→ **WHAT YOU NEED TO DO**
Reprint the entries without altering anything.

→ **RECORDS SUPPLIED**
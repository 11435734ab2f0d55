//! Host render primitives.
//!
//! The resolver walks a surface and hands fully resolved properties to a
//! [`RenderPrimitives`] implementation, one call per component. The node
//! type is up to the host: a widget handle, a virtual DOM node, or the
//! [`OutlineNode`](super::outline::OutlineNode) tree bundled with this crate.

use std::fmt;
use std::rc::Rc;

use serde_json::{Map, Value};

use super::error::RenderError;
use super::message::*;

/// Host callback invoked when a rendered action fires.
///
/// Receives the action name and its unresolved context descriptors.
pub type ActionCallback = Rc<dyn Fn(&str, &[ActionContextItem])>;

/// A callback that ignores every action.
pub fn ignore_actions() -> ActionCallback {
    Rc::new(|_: &str, _: &[ActionContextItem]| {})
}

/// Per-kind node constructors supplied by the host.
///
/// Constructors may fail; the resolver contains the failure at the failing
/// component and renders [`RenderPrimitives::error`] in its place. The
/// three diagnostic constructors cannot fail.
pub trait RenderPrimitives {
    type Node;

    fn text(&mut self, props: TextProps) -> Result<Self::Node, RenderError>;

    fn button(&mut self, props: ButtonProps) -> Result<Self::Node, RenderError>;

    fn column(
        &mut self,
        props: ColumnProps,
        children: Vec<Self::Node>,
    ) -> Result<Self::Node, RenderError>;

    fn row(&mut self, props: RowProps, children: Vec<Self::Node>)
    -> Result<Self::Node, RenderError>;

    fn list(
        &mut self,
        props: ListProps,
        items: Vec<Self::Node>,
    ) -> Result<Self::Node, RenderError>;

    fn card(&mut self, child: Option<Self::Node>) -> Result<Self::Node, RenderError>;

    fn image(&mut self, props: ImageProps) -> Result<Self::Node, RenderError>;

    fn icon(&mut self, props: IconProps) -> Result<Self::Node, RenderError>;

    fn divider(&mut self, props: DividerProps) -> Result<Self::Node, RenderError>;

    fn spacer(&mut self, props: SpacerProps) -> Result<Self::Node, RenderError>;

    fn text_field(&mut self, props: TextFieldProps) -> Result<Self::Node, RenderError>;

    fn check_box(&mut self, props: CheckBoxProps) -> Result<Self::Node, RenderError>;

    fn slider(&mut self, props: SliderProps) -> Result<Self::Node, RenderError>;

    fn multiple_choice(&mut self, props: MultipleChoiceProps) -> Result<Self::Node, RenderError>;

    /// Shown where a referenced component id is not registered
    fn not_found(&mut self, component_id: &str) -> Self::Node;

    /// Shown in place of a component whose rendering failed
    fn error(&mut self, kind: &str, message: &str) -> Self::Node;

    /// Shown for a surface that has no renderable root yet
    fn surface_placeholder(&mut self, surface_id: &str) -> Self::Node;
}

#[derive(Debug, Clone, PartialEq)]
pub struct TextProps {
    pub text: String,
    pub usage_hint: TextUsageHint,
}

#[derive(Debug, Clone, PartialEq)]
pub struct ButtonProps {
    pub label: String,
    pub primary: bool,

    /// `None` when the button declares no action; activating it does nothing
    pub action: Option<Activation>,
}

#[derive(Debug, Clone, Copy, PartialEq, Eq)]
pub struct ColumnProps {
    pub alignment: Alignment,
}

#[derive(Debug, Clone, Copy, PartialEq, Eq)]
pub struct RowProps {
    pub distribution: Distribution,
}

#[derive(Debug, Clone, Copy, PartialEq, Eq)]
pub struct ListProps {
    pub direction: ListDirection,
}

#[derive(Debug, Clone, PartialEq)]
pub struct ImageProps {
    pub url: String,
    pub fit: ImageFit,
    pub usage_hint: ImageUsageHint,
}

#[derive(Debug, Clone, Copy, PartialEq, Eq)]
pub struct IconProps {
    pub icon: IconName,
    pub size: IconSize,
}

#[derive(Debug, Clone, Copy, PartialEq, Eq)]
pub struct DividerProps {
    pub orientation: Orientation,
}

#[derive(Debug, Clone, Copy, PartialEq, Eq)]
pub struct SpacerProps {
    pub size: SpacerSize,
}

// Input kinds carry the absolute data model path their value is bound to.
// Hosts write edits back with `A2uiMessageProcessor::set_data`; inputs with
// a literal value have no binding and are read-only.

#[derive(Debug, Clone, PartialEq)]
pub struct TextFieldProps {
    pub text: String,
    pub label: String,
    pub placeholder: String,
    pub input_type: TextInputType,
    pub binding: Option<String>,
}

#[derive(Debug, Clone, PartialEq)]
pub struct CheckBoxProps {
    pub checked: bool,
    pub label: String,
    pub binding: Option<String>,
}

#[derive(Debug, Clone, PartialEq)]
pub struct SliderProps {
    /// Always within `min..=max`
    pub value: f64,
    pub min: f64,
    pub max: f64,
    pub step: Option<f64>,
    pub binding: Option<String>,
}

#[derive(Debug, Clone, PartialEq)]
pub struct ChoiceProps {
    pub value: String,
    pub label: String,
}

#[derive(Debug, Clone, PartialEq)]
pub struct MultipleChoiceProps {
    pub options: Vec<ChoiceProps>,

    /// Selected option values, in data model order
    pub selected: Vec<String>,
    pub multi_select: bool,
    pub binding: Option<String>,
}

/// A bound action, ready to fire.
///
/// Carries everything needed to report the action: the host callback, the
/// declared context and the data scope the button was rendered in.
#[derive(Clone)]
pub struct Activation {
    pub name: String,
    pub context: Vec<ActionContextItem>,
    pub scope: Value,
    pub surface_id: String,
    pub component_id: String,
    on_action: ActionCallback,
}

impl Activation {
    pub fn new(
        action: &ActionDefinition,
        scope: &Value,
        surface_id: &str,
        component_id: &str,
        on_action: ActionCallback,
    ) -> Self {
        Activation {
            name: action.name.clone(),
            context: action.context.clone(),
            scope: scope.clone(),
            surface_id: surface_id.to_string(),
            component_id: component_id.to_string(),
            on_action,
        }
    }

    /// Invoke the host callback once, synchronously
    pub fn activate(&self) {
        log::debug!(
            "[A2UI] Action `{}` fired by `{}` on surface `{}`",
            self.name,
            self.component_id,
            self.surface_id
        );
        (self.on_action)(&self.name, &self.context);
    }

    /// Context descriptors resolved against the button's scope.
    ///
    /// Unresolvable entries map to `null`.
    pub fn resolved_context(&self) -> Map<String, Value> {
        self.context
            .iter()
            .filter(|item| !item.key.is_empty())
            .map(|item| {
                let value = item
                    .value
                    .resolve(&self.scope)
                    .map(|v| v.into_owned())
                    .unwrap_or(Value::Null);
                (item.key.clone(), value)
            })
            .collect()
    }

    /// The `userAction` message reporting this activation to the agent
    pub fn to_user_action(&self) -> UserAction {
        UserAction {
            surface_id: self.surface_id.clone(),
            action: UserActionPayload {
                name: self.name.clone(),
                context: self.resolved_context(),
            },
            component_id: Some(self.component_id.clone()),
        }
    }
}

impl fmt::Debug for Activation {
    fn fmt(&self, f: &mut fmt::Formatter<'_>) -> fmt::Result {
        f.debug_struct("Activation")
            .field("name", &self.name)
            .field("context", &self.context)
            .field("surface_id", &self.surface_id)
            .field("component_id", &self.component_id)
            .finish_non_exhaustive()
    }
}

/// Two activations are equal when they would report the same action.
impl PartialEq for Activation {
    fn eq(&self, other: &Self) -> bool {
        self.name == other.name
            && self.context == other.context
            && self.scope == other.scope
            && self.surface_id == other.surface_id
            && self.component_id == other.component_id
    }
}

→ **OUTPUT**
repository 11435734ab2f0d55
//! Host render primitives.
//!
//! The resolver walks a surface and hands fully resolved properties to a
//! [`RenderPrimitives`] implementation, one call per component. The node
//! type is up to the host: a widget handle, a virtual DOM node, or the
//! [`OutlineNode`](super::outline::OutlineNode) tree bundled with this crate.

use std::fmt;
use std::rc::Rc;

use serde_json::{Map, Value};

use super::error::RenderError;
use super::message::*;

/// Host callback invoked when a rendered action fires.
///
/// Receives the action name and its unresolved context descriptors.
pub type ActionCallback = Rc<dyn Fn(&str, &[ActionContextItem])>;

/// A callback that ignores every action.
pub fn ignore_actions() -> ActionCallback {
    Rc::new(|_: &str, _: &[ActionContextItem]| {})
}

/// Per-kind node constructors supplied by the host.
///
/// Constructors may fail; the resolver contains the failure at the failing
/// component and renders [`RenderPrimitives::error`] in its place. The
/// three diagnostic constructors cannot fail.
pub trait RenderPrimitives {
    type Node;

    fn text(&mut self, props: TextProps) -> Result<Self::Node, RenderError>;

    fn button(&mut self, props: ButtonProps) -> Result<Self::Node, RenderError>;

    fn column(
        &mut self,
        props: ColumnProps,
        children: Vec<Self::Node>,
    ) -> Result<Self::Node, RenderError>;

    fn row(&mut self, props: RowProps, children: Vec<Self::Node>)
    -> Result<Self::Node, RenderError>;

    fn list(
        &mut self,
        props: ListProps,
        items: Vec<Self::Node>,
    ) -> Result<Self::Node, RenderError>;

    fn card(&mut self, child: Option<Self::Node>) -> Result<Self::Node, RenderError>;

    fn image(&mut self, props: ImageProps) -> Result<Self::Node, RenderError>;

    fn icon(&mut self, props: IconProps) -> Result<Self::Node, RenderError>;

    fn divider(&mut self, props: DividerProps) -> Result<Self::Node, RenderError>;

    fn spacer(&mut self, props: SpacerProps) -> Result<Self::Node, RenderError>;

    fn text_field(&mut self, props: TextFieldProps) -> Result<Self::Node, RenderError>;

    fn check_box(&mut self, props: CheckBoxProps) -> Result<Self::Node, RenderError>;

    fn slider(&mut self, props: SliderProps) -> Result<Self::Node, RenderError>;

    fn multiple_choice(&mut self, props: MultipleChoiceProps) -> Result<Self::Node, RenderError>;

    /// Shown where a referenced component id is not registered
    fn not_found(&mut self, component_id: &str) -> Self::Node;

    /// Shown in place of a component whose rendering failed
    fn error(&mut self, kind: &str, message: &str) -> Self::Node;

    /// Shown for a surface that has no renderable root yet
    fn surface_placeholder(&mut self, surface_id: &str) -> Self::Node;
}

#[derive(Debug, Clone, PartialEq)]
pub struct TextProps {
    pub text: String,
    pub usage_hint: TextUsageHint,
}

#[derive(Debug, Clone, PartialEq)]
pub struct ButtonProps {
    pub label: String,
    pub primary: bool,

    /// `None` when the button declares no action; activating it does nothing
    pub action: Option<Activation>,
}

#[derive(Debug, Clone, Copy, PartialEq, Eq)]
pub struct ColumnProps {
    pub alignment: Alignment,
}

#[derive(Debug, Clone, Copy, PartialEq, Eq)]
pub struct RowProps {
    pub distribution: Distribution,
}

#[derive(Debug, Clone, Copy, PartialEq, Eq)]
pub struct ListProps {
    pub direction: ListDirection,
}

#[derive(Debug, Clone, PartialEq)]
pub struct ImageProps {
    pub url: String,
    pub fit: ImageFit,
    pub usage_hint: ImageUsageHint,
}

#[derive(Debug, Clone, Copy, PartialEq, Eq)]
pub struct IconProps {
    pub icon: IconName,
    pub size: IconSize,
}

#[derive(Debug, Clone, Copy, PartialEq, Eq)]
pub struct DividerProps {
    pub orientation: Orientation,
}

#[derive(Debug, Clone, Copy, PartialEq, Eq)]
pub struct SpacerProps {
    pub size: SpacerSize,
}

// Input kinds carry the absolute data model path their value is bound to.
// Hosts write edits back with `A2uiMessageProcessor::set_data`; inputs with
// a literal value have no binding and are read-only.

#[derive(Debug, Clone, PartialEq)]
pub struct TextFieldProps {
    pub text: String,
    pub label: String,
    pub placeholder: String,
    pub input_type: TextInputType,
    pub binding: Option<String>,
}

#[derive(Debug, Clone, PartialEq)]
pub struct CheckBoxProps {
    pub checked: bool,
    pub label: String,
    pub binding: Option<String>,
}

#[derive(Debug, Clone, PartialEq)]
pub struct SliderProps {
    /// Always within `min..=max`
    pub value: f64,
    pub min: f64,
    pub max: f64,
    pub step: Option<f64>,
    pub binding: Option<String>,
}

#[derive(Debug, Clone, PartialEq)]
pub struct ChoiceProps {
    pub value: String,
    pub label: String,
}

#[derive(Debug, Clone, PartialEq)]
pub struct MultipleChoiceProps {
    pub options: Vec<ChoiceProps>,

    /// Selected option values, in data model order
    pub selected: Vec<String>,
    pub multi_select: bool,
    pub binding: Option<String>,
}

/// A bound action, ready to fire.
///
/// Carries everything needed to report the action: the host callback, the
/// declared context and the data scope the button was rendered in.
#[derive(Clone)]
pub struct Activation {
    pub name: String,
    pub context: Vec<ActionContextItem>,
    pub scope: Value,
    pub surface_id: String,
    pub component_id: String,
    on_action: ActionCallback,
}

impl Activation {
    pub fn new(
        action: &ActionDefinition,
        scope: &Value,
        surface_id: &str,
        component_id: &str,
        on_action: ActionCallback,
    ) -> Self {
        Activation {
            name: action.name.clone(),
            context: action.context.clone(),
            scope: scope.clone(),
            surface_id: surface_id.to_string(),
            component_id: component_id.to_string(),
            on_action,
        }
    }

    /// Invoke the host callback once, synchronously
    pub fn activate(&self) {
        log::debug!(
            "[A2UI] Action `{}` fired by `{}` on surface `{}`",
            self.name,
            self.component_id,
            self.surface_id
        );
        (self.on_action)(&self.name, &self.context);
    }

    /// Context descriptors resolved against the button's scope.
    ///
    /// Unresolvable entries map to `null`.
    pub fn resolved_context(&self) -> Map<String, Value> {
        self.context
            .iter()
            .filter(|item| !item.key.is_empty())
            .map(|item| {
                let value = item
                    .value
                    .resolve(&self.scope)
                    .map(|v| v.into_owned())
                    .unwrap_or(Value::Null);
                (item.key.clone(), value)
            })
            .collect()
    }

    /// The `userAction` message reporting this activation to the agent
    pub fn to_user_action(&self) -> UserAction {
        UserAction {
            surface_id: self.surface_id.clone(),
            action: UserActionPayload {
                name: self.name.clone(),
                context: self.resolved_context(),
            },
            component_id: Some(self.component_id.clone()),
        }
    }
}

impl fmt::Debug for Activation {
    fn fmt(&self, f: &mut fmt::Formatter<'_>) -> fmt::Result {
        f.debug_struct("Activation")
            .field("name", &self.name)
            .field("context", &self.context)
            .field("surface_id", &self.surface_id)
            .field("component_id", &self.component_id)
            .finish_non_exhaustive()
    }
}

/// Two activations are equal when they would report the same action.
impl PartialEq for Activation {
    fn eq(&self, other: &Self) -> bool {
        self.name == other.name
            && self.context == other.context
            && self.scope == other.scope
            && self.surface_id == other.surface_id
            && self.component_id == other.component_id
    }
}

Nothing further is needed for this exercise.